==== Task inputs ====
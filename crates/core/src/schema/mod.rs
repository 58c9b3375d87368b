//! Schema definitions.
//!
//! The engine compiles predicates against a `Table`; views use it to locate
//! the columns they materialize.

mod column;
mod table;

pub use column::Column;
pub use table::{Table, TableBuilder};
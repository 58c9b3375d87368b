//! In-memory reference engine.
//!
//! Rows live in a single table keyed by a monotonically increasing id, so
//! the natural (unsorted) order of every result set is insertion order.
//! Writers call [`MemoryEngine::advance`]; each successful advance bumps the
//! store generation, recomputes the snapshot of every registered change
//! callback and invokes the callbacks whose results changed.

mod batch;
mod results;

pub use batch::Batch;

use crate::handle::{ChangeCallback, QueryRoot, ResultHandle};
use crate::predicate::Predicate;
use crate::sort::SortOrder;
use grantview_core::schema::{Column, Table};
use grantview_core::{EngineError, Result, Row, RowId, Value};
use grantview_reactive::ChangeSet;
use parking_lot::{Mutex, ReentrantMutex, RwLock};
use results::MemoryResults;
use std::collections::BTreeMap;
use std::sync::atomic::{AtomicU64, Ordering};
use std::sync::Arc;

/// Row storage guarded by the engine lock.
pub(crate) struct Store {
    schema: Arc<Table>,
    rows: BTreeMap<RowId, Row>,
    next_id: RowId,
    /// Bumped by every advance that wrote something
    generation: u64,
    closed: bool,
}

impl Store {
    fn new(schema: Table) -> Self {
        Self {
            schema: Arc::new(schema),
            rows: BTreeMap::new(),
            next_id: 1,
            generation: 0,
            closed: false,
        }
    }

    /// Checks a full row of values against the schema, coercing each cell
    /// to its column type.
    fn validate(&self, values: Vec<Value>) -> Result<Vec<Value>> {
        let columns = self.schema.columns();
        if values.len() != columns.len() {
            return Err(EngineError::invalid_operation(format!(
                "Expected {} values for table {}, got {}",
                columns.len(),
                self.schema.name(),
                values.len()
            )));
        }
        columns
            .iter()
            .zip(values)
            .map(|(column, value)| Self::validate_cell(column, value))
            .collect()
    }

    fn validate_cell(column: &Column, value: Value) -> Result<Value> {
        if value.is_null() {
            return if column.is_nullable() {
                Ok(Value::Null)
            } else {
                Err(EngineError::invalid_operation(format!(
                    "Column {} is not nullable",
                    column.name()
                )))
            };
        }
        value.coerce_to(column.data_type()).ok_or_else(|| {
            EngineError::type_mismatch(
                column.data_type(),
                value.data_type().unwrap_or(column.data_type()),
            )
        })
    }

    fn ensure_open(&self) -> Result<()> {
        if self.closed {
            Err(EngineError::invalidated("Engine has been closed"))
        } else {
            Ok(())
        }
    }
}

/// A filter/sort pipeline over the table.
#[derive(Clone, Debug, Default)]
pub(crate) struct Query {
    filters: Vec<Predicate>,
    order: SortOrder,
}

impl Query {
    fn filtered(&self, predicate: &Predicate) -> Self {
        let mut query = self.clone();
        query.filters.push(predicate.clone());
        query
    }

    fn sorted(&self, order: SortOrder) -> Self {
        Self {
            filters: self.filters.clone(),
            order: order.then(&self.order),
        }
    }

    /// Matching rows in result order.
    fn evaluate<'s>(&self, store: &'s Store) -> Vec<&'s Row> {
        let mut rows: Vec<&Row> = store
            .rows
            .values()
            .filter(|row| self.filters.iter().all(|p| p.eval(row)))
            .collect();
        self.order.sort(&mut rows);
        rows
    }

    fn snapshot(&self, store: &Store) -> Vec<(RowId, u64)> {
        self.evaluate(store)
            .into_iter()
            .map(|row| row.stamp())
            .collect()
    }
}

struct Registration {
    id: u64,
    query: Query,
    snapshot: Vec<(RowId, u64)>,
    callback: ChangeCallback,
}

pub(crate) struct EngineInner {
    store: RwLock<Store>,
    registrations: Mutex<Vec<Registration>>,
    next_registration: AtomicU64,
    /// Serializes advances with the callbacks they trigger
    dispatch: ReentrantMutex<()>,
}

impl EngineInner {
    /// Registers a callback for `query`. Lock order: store, then
    /// registrations.
    fn register(&self, query: &Query, callback: ChangeCallback) -> Result<u64> {
        let store = self.store.read();
        store.ensure_open()?;
        let id = self.next_registration.fetch_add(1, Ordering::Relaxed);
        let snapshot = query.snapshot(&store);
        self.registrations.lock().push(Registration {
            id,
            query: query.clone(),
            snapshot,
            callback,
        });
        tracing::trace!(registration = id, "change callback registered");
        Ok(id)
    }

    fn unregister(&self, id: u64) -> bool {
        let mut registrations = self.registrations.lock();
        let before = registrations.len();
        registrations.retain(|registration| registration.id != id);
        let removed = registrations.len() != before;
        if removed {
            tracing::trace!(registration = id, "change callback removed");
        }
        removed
    }
}

/// An in-memory table that implements the engine interfaces.
///
/// Cloning yields another handle to the same engine.
#[derive(Clone)]
pub struct MemoryEngine {
    inner: Arc<EngineInner>,
}

impl MemoryEngine {
    /// Creates an empty engine for `schema`.
    pub fn new(schema: Table) -> Self {
        Self {
            inner: Arc::new(EngineInner {
                store: RwLock::new(Store::new(schema)),
                registrations: Mutex::new(Vec::new()),
                next_registration: AtomicU64::new(1),
                dispatch: ReentrantMutex::new(()),
            }),
        }
    }

    /// Returns the table schema.
    pub fn schema(&self) -> Arc<Table> {
        self.inner.store.read().schema.clone()
    }

    /// Returns the number of rows in the table.
    pub fn row_count(&self) -> usize {
        self.inner.store.read().rows.len()
    }

    /// Returns the current generation; it increases with every advance that
    /// wrote at least one row.
    pub fn generation(&self) -> u64 {
        self.inner.store.read().generation
    }

    /// Returns the number of registered change callbacks.
    pub fn callback_count(&self) -> usize {
        self.inner.registrations.lock().len()
    }

    /// Returns a copy of a row.
    pub fn get(&self, row_id: RowId) -> Option<Row> {
        self.inner.store.read().rows.get(&row_id).cloned()
    }

    /// Applies a batch of writes atomically, then notifies change callbacks.
    ///
    /// Callbacks run on the calling thread after the store lock is released,
    /// in registration order. If `apply` fails, its writes are rolled back
    /// and the error is returned without notifying anyone.
    pub fn advance<T, F>(&self, apply: F) -> Result<T>
    where
        F: FnOnce(&mut Batch<'_>) -> Result<T>,
    {
        let _dispatch = self.inner.dispatch.lock();

        let (value, generation, writes, deliveries) = {
            let mut store = self.inner.store.write();
            store.ensure_open()?;
            let next_id = store.next_id;

            let mut batch = Batch::new(&mut store);
            let value = match apply(&mut batch) {
                Ok(value) => value,
                Err(err) => {
                    let writes = batch.writes();
                    batch.rollback(next_id);
                    tracing::warn!(writes, error = %err, "advance rolled back");
                    return Err(err);
                }
            };
            let writes = batch.writes();
            if writes == 0 {
                return Ok(value);
            }

            store.generation += 1;
            let mut registrations = self.inner.registrations.lock();
            let deliveries: Vec<(ChangeCallback, ChangeSet)> = registrations
                .iter_mut()
                .filter_map(|registration| {
                    let snapshot = registration.query.snapshot(&store);
                    let changes = ChangeSet::between(&registration.snapshot, &snapshot);
                    registration.snapshot = snapshot;
                    (!changes.is_empty()).then(|| (registration.callback.clone(), changes))
                })
                .collect();
            (value, store.generation, writes, deliveries)
        };

        tracing::debug!(
            generation,
            writes,
            notified = deliveries.len(),
            "engine advanced"
        );
        for (callback, changes) in &deliveries {
            callback(Ok(changes));
        }
        Ok(value)
    }

    /// Inserts one row.
    pub fn insert(&self, values: Vec<Value>) -> Result<RowId> {
        self.advance(|batch| batch.insert(values))
    }

    /// Replaces one row.
    pub fn update(&self, row_id: RowId, values: Vec<Value>) -> Result<()> {
        self.advance(|batch| batch.update(row_id, values))
    }

    /// Sets one column of one row.
    pub fn set(&self, row_id: RowId, column: &str, value: Value) -> Result<()> {
        self.advance(|batch| batch.set(row_id, column, value))
    }

    /// Deletes one row.
    pub fn delete(&self, row_id: RowId) -> Result<()> {
        self.advance(|batch| batch.delete(row_id))
    }

    /// Delivers `error` to every registered change callback.
    ///
    /// Used by the sync layer when it cannot compute a change set, for
    /// example when a permission change was rejected.
    pub fn report_error(&self, error: EngineError) {
        let _dispatch = self.inner.dispatch.lock();
        let callbacks: Vec<ChangeCallback> = self
            .inner
            .registrations
            .lock()
            .iter()
            .map(|registration| registration.callback.clone())
            .collect();
        tracing::warn!(error = %error, callbacks = callbacks.len(), "reporting engine error");
        for callback in &callbacks {
            callback(Err(&error));
        }
    }

    /// Closes the engine: every result handle becomes invalid and all
    /// change callbacks are dropped.
    pub fn close(&self) {
        let mut store = self.inner.store.write();
        if store.closed {
            return;
        }
        store.closed = true;
        let dropped = std::mem::take(&mut *self.inner.registrations.lock());
        drop(store);
        tracing::debug!(callbacks = dropped.len(), "engine closed");
    }

    /// Returns whether [`close`](Self::close) has been called.
    pub fn is_closed(&self) -> bool {
        self.inner.store.read().closed
    }
}

impl QueryRoot for MemoryEngine {
    fn results(&self) -> Result<Arc<dyn ResultHandle>> {
        self.inner.store.read().ensure_open()?;
        Ok(Arc::new(MemoryResults::new(
            Arc::clone(&self.inner),
            Query::default(),
        )))
    }
}

impl core::fmt::Debug for MemoryEngine {
    fn fmt(&self, f: &mut core::fmt::Formatter<'_>) -> core::fmt::Result {
        let store = self.inner.store.read();
        f.debug_struct("MemoryEngine")
            .field("table", &store.schema.name())
            .field("rows", &store.rows.len())
            .field("generation", &store.generation)
            .field("closed", &store.closed)
            .finish()
    }
}
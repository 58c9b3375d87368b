//! Row ordering for sorted result handles.

use crate::handle::SortColumn;
use core::cmp::Ordering;
use grantview_core::schema::Table;
use grantview_core::{Result, Row};

/// Resolved sort keys: `(column index, ascending)` in priority order.
#[derive(Clone, Debug, Default, PartialEq, Eq)]
pub(crate) struct SortOrder {
    keys: Vec<(usize, bool)>,
}

impl SortOrder {
    /// Resolves `columns` against `schema`.
    pub(crate) fn resolve(columns: &[SortColumn], schema: &Table) -> Result<Self> {
        let keys = columns
            .iter()
            .map(|key| {
                schema
                    .require_column(&key.column)
                    .map(|column| (column.index(), key.ascending))
            })
            .collect::<Result<Vec<_>>>()?;
        Ok(Self { keys })
    }

    /// Returns an order that sorts by `self` first and breaks ties with
    /// `previous`.
    pub(crate) fn then(mut self, previous: &SortOrder) -> Self {
        self.keys.extend(previous.keys.iter().copied());
        self
    }

    pub(crate) fn is_empty(&self) -> bool {
        self.keys.is_empty()
    }

    /// Stable sort: rows equal on every key keep their relative order.
    pub(crate) fn sort(&self, rows: &mut [&Row]) {
        if !self.is_empty() {
            rows.sort_by(|a, b| self.compare_rows(a, b));
        }
    }

    fn compare_rows(&self, a: &Row, b: &Row) -> Ordering {
        for (column, ascending) in &self.keys {
            let cmp = match (a.get(*column), b.get(*column)) {
                (Some(av), Some(bv)) => av.cmp(bv),
                (None, Some(_)) => Ordering::Less,
                (Some(_), None) => Ordering::Greater,
                (None, None) => Ordering::Equal,
            };
            if cmp != Ordering::Equal {
                return if *ascending { cmp } else { cmp.reverse() };
            }
        }
        Ordering::Equal
    }
}

#[cfg(test)]
mod tests {
    use super::*;
    use grantview_core::schema::TableBuilder;
    use grantview_core::{DataType, EngineError, Value};

    fn schema() -> Table {
        TableBuilder::new("t")
            .unwrap()
            .add_column("name", DataType::String)
            .unwrap()
            .add_column("rank", DataType::Int64)
            .unwrap()
            .build()
    }

    fn row(id: u64, name: &str, rank: i64) -> Row {
        Row::new(id, vec![Value::from(name), Value::Int64(rank)])
    }

    fn sorted_ids(order: &SortOrder, rows: &[Row]) -> Vec<u64> {
        let mut refs: Vec<&Row> = rows.iter().collect();
        order.sort(&mut refs);
        refs.iter().map(|r| r.id()).collect()
    }

    #[test]
    fn test_sort_ascending_and_descending() {
        let rows = vec![row(1, "b", 2), row(2, "a", 3), row(3, "c", 1)];
        let asc = SortOrder::resolve(&[SortColumn::new("name", true)], &schema()).unwrap();
        assert_eq!(sorted_ids(&asc, &rows), vec![2, 1, 3]);

        let desc = SortOrder::resolve(&[SortColumn::new("rank", false)], &schema()).unwrap();
        assert_eq!(sorted_ids(&desc, &rows), vec![2, 1, 3]);
    }

    #[test]
    fn test_sort_is_stable() {
        let rows = vec![row(1, "x", 1), row(2, "x", 0), row(3, "x", 1)];
        let order = SortOrder::resolve(&[SortColumn::new("name", true)], &schema()).unwrap();
        assert_eq!(sorted_ids(&order, &rows), vec![1, 2, 3]);
    }

    #[test]
    fn test_then_breaks_ties() {
        let rows = vec![row(1, "x", 2), row(2, "y", 0), row(3, "x", 1)];
        let by_rank = SortOrder::resolve(&[SortColumn::new("rank", true)], &schema()).unwrap();
        let by_name = SortOrder::resolve(&[SortColumn::new("name", true)], &schema()).unwrap();
        assert_eq!(sorted_ids(&by_name.then(&by_rank), &rows), vec![3, 1, 2]);
    }

    #[test]
    fn test_unknown_column() {
        let err = SortOrder::resolve(&[SortColumn::new("missing", true)], &schema()).unwrap_err();
        assert_eq!(err, EngineError::column_not_found("t", "missing"));
    }
}
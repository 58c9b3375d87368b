//! Grantview Core - engine-level types shared by the query engine and the
//! permission views built on top of it.
//!
//! - `DataType`: Supported column types (Boolean, Int32, Int64, String, DateTime)
//! - `Value`: Runtime values held in a row cell
//! - `Row`: A row of values with a stable identifier and a version
//! - `schema`: Table and column definitions used as predicate compile context
//! - `EngineError`: Failures raised by the storage/query engine
//!
//! # Example
//!
//! ```rust
//! use grantview_core::{DataType, Value, Row};
//! use grantview_core::schema::TableBuilder;
//!
//! let table = TableBuilder::new("permission")
//!     .unwrap()
//!     .add_column("path", DataType::String)
//!     .unwrap()
//!     .add_column("userId", DataType::String)
//!     .unwrap()
//!     .build();
//!
//! let row = Row::new(1, vec![
//!     Value::String("/~/docs".into()),
//!     Value::String("alice".into()),
//! ]);
//!
//! assert_eq!(table.get_column_index("userId"), Some(1));
//! assert_eq!(row.get(1), Some(&Value::String("alice".into())));
//! ```

#![no_std]

extern crate alloc;

mod error;
pub mod pattern_match;
mod row;
pub mod schema;
mod types;
mod value;

pub use error::{EngineError, Result};
pub use row::{Row, RowId};
pub use types::DataType;
pub use value::Value;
====
§ **Exercise objective**
Repeat exactly the lines above from the one with "registered change callback." up to and including the one with "self.inner.store.read().ensure_open()?;". No other line belongs in the reply.

§ **The answer**
    /// Delivers `error` to every registered change callback.
    ///
    /// Used by the sync layer when it cannot compute a change set, for
    /// example when a permission change was rejected.
    pub fn report_error(&self, error: EngineError) {
        let _dispatch = self.inner.dispatch.lock();
        let callbacks: Vec<ChangeCallback> = self
            .inner
            .registrations
            .lock()
            .iter()
            .map(|registration| registration.callback.clone())
            .collect();
        tracing::warn!(error = %error, callbacks = callbacks.len(), "reporting engine error");
        for callback in &callbacks {
            callback(Err(&error));
        }
    }

    /// Closes the engine: every result handle becomes invalid and all
    /// change callbacks are dropped.
    pub fn close(&self) {
        let mut store = self.inner.store.write();
        if store.closed {
            return;
        }
        store.closed = true;
        let dropped = std::mem::take(&mut *self.inner.registrations.lock());
        drop(store);
        tracing::debug!(callbacks = dropped.len(), "engine closed");
    }

    /// Returns whether [`close`](Self::close) has been called.
    pub fn is_closed(&self) -> bool {
        self.inner.store.read().closed
    }
}

impl QueryRoot for MemoryEngine {
    fn results(&self) -> Result<Arc<dyn ResultHandle>> {
        self.inner.store.read().ensure_open()?;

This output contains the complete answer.